I would be grateful if anyone could help me understand a concept in double integrals.
I'm attaching a screenshot from a MV Calc textbook. I'm interested in problems 35 and 36.
I have been taught (I thought) that when you have two "z = " curves, you should solve for their intersection and this will give you the level curve on the xy plane.
I have the answer key to these problems. In problem 36, this is exactly what is done. You get a line, y = 1, which forms the upper bound of the region.

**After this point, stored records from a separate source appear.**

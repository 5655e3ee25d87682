//! Configuration for embedding the board.
//!
//! Configuration is layered (highest first):
//! 1. TOML config file (`~/.config/taskboard/config.toml`, or an explicit path)
//! 2. Compiled defaults
//!
//! A missing default config file is not an error (defaults are used). An
//! explicit path that doesn't exist is an error.

use std::path::{Path, PathBuf};

use url::Url;

use crate::board::DEFAULT_STORAGE_KEY;
use crate::seed::{ConfiguredSeed, FileSeed, HttpSeed, NoSeed};
use crate::store::FileStore;

/// Errors that can occur when loading configuration.
#[derive(Debug, thiserror::Error)]
pub enum ConfigError {
    /// Failed to read the configuration file.
    #[error("failed to read config file {path}: {source}")]
    ReadFile {
        /// Path that was attempted.
        path: PathBuf,
        /// Underlying I/O error.
        source: std::io::Error,
    },

    /// Failed to parse the TOML configuration.
    #[error("failed to parse config file: {0}")]
    ParseToml(#[from] toml::de::Error),

    /// The configured seed URL is not a valid URL.
    #[error("invalid seed url {url}: {source}")]
    InvalidSeedUrl {
        /// The configured value.
        url: String,
        /// Parse failure.
        source: url::ParseError,
    },
}

// ---------------------------------------------------------------------------
// TOML file structs (all fields Option for partial overrides)
// ---------------------------------------------------------------------------

/// Top-level TOML config file structure.
#[derive(Debug, Default, serde::Deserialize)]
#[serde(default)]
struct ConfigFile {
    storage: StorageFileConfig,
    seed: SeedFileConfig,
    log: LogFileConfig,
}

/// `[storage]` section of the config file.
#[derive(Debug, Default, serde::Deserialize)]
#[serde(default)]
struct StorageFileConfig {
    dir: Option<PathBuf>,
    key: Option<String>,
}

/// `[seed]` section of the config file.
#[derive(Debug, Default, serde::Deserialize)]
#[serde(default)]
struct SeedFileConfig {
    url: Option<String>,
    path: Option<PathBuf>,
}

/// `[log]` section of the config file.
#[derive(Debug, Default, serde::Deserialize)]
#[serde(default)]
struct LogFileConfig {
    level: Option<String>,
    file: Option<PathBuf>,
}

// ---------------------------------------------------------------------------
// Resolved configuration
// ---------------------------------------------------------------------------

/// Fully resolved board configuration.
#[derive(Debug, Clone, PartialEq, Eq)]
pub struct BoardConfig {
    /// Directory holding the persisted board.
    pub storage_dir: PathBuf,
    /// Key the board is persisted under.
    pub storage_key: String,
    /// URL to fetch the seed board from. Takes precedence over `seed_path`.
    pub seed_url: Option<Url>,
    /// Local JSON file to read the seed board from.
    pub seed_path: Option<PathBuf>,
    /// Log level filter (trace, debug, info, warn, error).
    pub log_level: String,
    /// Log file; `None` means `$TMPDIR/taskboard.log`.
    pub log_file: Option<PathBuf>,
}

impl Default for BoardConfig {
    fn default() -> Self {
        Self {
            storage_dir: default_storage_dir(),
            storage_key: DEFAULT_STORAGE_KEY.to_string(),
            seed_url: None,
            seed_path: None,
            log_level: "info".to_string(),
            log_file: None,
        }
    }
}

impl BoardConfig {
    /// Loads configuration from `explicit_path`, or from the default
    /// location when `None`.
    ///
    /// # Errors
    ///
    /// Returns [`ConfigError`] if the explicit file cannot be read, the
    /// file is not valid TOML, or the seed URL does not parse.
    pub fn load(explicit_path: Option<&Path>) -> Result<Self, ConfigError> {
        let file = load_config_file(explicit_path)?;
        Self::resolve(file)
    }

    /// Parses configuration from TOML text.
    ///
    /// # Errors
    ///
    /// Returns [`ConfigError`] if the text is not valid TOML or the seed
    /// URL does not parse.
    pub fn from_toml(text: &str) -> Result<Self, ConfigError> {
        Self::resolve(toml::from_str(text)?)
    }

    /// Resolve a `BoardConfig` from a parsed config file. File > default.
    fn resolve(file: ConfigFile) -> Result<Self, ConfigError> {
        let defaults = Self::default();

        let seed_url = file
            .seed
            .url
            .filter(|url| !url.is_empty())
            .map(|url| {
                Url::parse(&url).map_err(|source| ConfigError::InvalidSeedUrl { url, source })
            })
            .transpose()?;

        Ok(Self {
            storage_dir: file.storage.dir.unwrap_or(defaults.storage_dir),
            storage_key: file
                .storage
                .key
                .filter(|key| !key.is_empty())
                .unwrap_or(defaults.storage_key),
            seed_url,
            seed_path: file.seed.path,
            log_level: file.log.level.unwrap_or(defaults.log_level),
            log_file: file.log.file,
        })
    }

    /// Builds the configured seed source: the URL if set, else the file if
    /// set, else [`NoSeed`].
    #[must_use]
    pub fn seed(&self) -> ConfiguredSeed {
        if let Some(url) = &self.seed_url {
            ConfiguredSeed::Http(HttpSeed::new(url.clone()))
        } else if let Some(path) = &self.seed_path {
            ConfiguredSeed::File(FileSeed::new(path))
        } else {
            ConfiguredSeed::None(NoSeed)
        }
    }

    /// Builds the file store rooted at [`storage_dir`](Self::storage_dir).
    #[must_use]
    pub fn file_store(&self) -> FileStore {
        FileStore::new(&self.storage_dir)
    }
}

// ---------------------------------------------------------------------------
// Internal helpers
// ---------------------------------------------------------------------------

fn default_storage_dir() -> PathBuf {
    dirs::data_dir()
        .unwrap_or_else(std::env::temp_dir)
        .join("taskboard")
}

/// Load and parse a TOML config file.
///
/// If `explicit_path` is `Some`, the file must exist (error if not).
/// If `explicit_path` is `None`, the default path is tried and missing file
/// is treated as empty config.
fn load_config_file(explicit_path: Option<&Path>) -> Result<ConfigFile, ConfigError> {
    if let Some(p) = explicit_path {
        let contents = std::fs::read_to_string(p).map_err(|e| ConfigError::ReadFile {
            path: p.to_path_buf(),
            source: e,
        })?;
        return Ok(toml::from_str(&contents)?);
    }

    let Some(config_dir) = dirs::config_dir() else {
        return Ok(ConfigFile::default());
    };
    let path = config_dir.join("taskboard").join("config.toml");

    match std::fs::read_to_string(&path) {
        Ok(contents) => Ok(toml::from_str(&contents)?),
        Err(e) if e.kind() == std::io::ErrorKind::NotFound => Ok(ConfigFile::default()),
        Err(e) => Err(ConfigError::ReadFile { path, source: e }),
    }
}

But on problem 35, this was NOT the process done. Instead, the region was created only by the two "y = " functions. When you find the intersection of the two planes, I get a line, y = -8/3 + x. But this apparently does not have any impact on the region.
Hmmm…..
I thought you needed to find a level curve of the "z = " function on the xy plane. Indeed, problem 36 did this. Why didn't problem 35?
Here are the photos:
Best Answer
The planes can be rewritten as $z_1=2-x-y$ and $z_2=2x+2y+10$. Then
$$z_2-z_1=3x+3y+8\,,$$
so if $-1\le x,y\le 1$, then $z_2-z_1\ge-3-3+8=2$. If $\langle x,y,z\rangle$ is in side the vertical cylinder between $y=1-x^2$ and $y=x^2-1$, clearly $-1\le x,y\le 1$, so the $z_2$ plane lies entirely above the $z_1$ plane within that cylinder: the intersection of the planes is outside the cylinder and has no effect on the volume in question, which can therefore be obtained by integrating $z_2-z_1$ over the region in the $xy$-plane bounded by the two parabolas.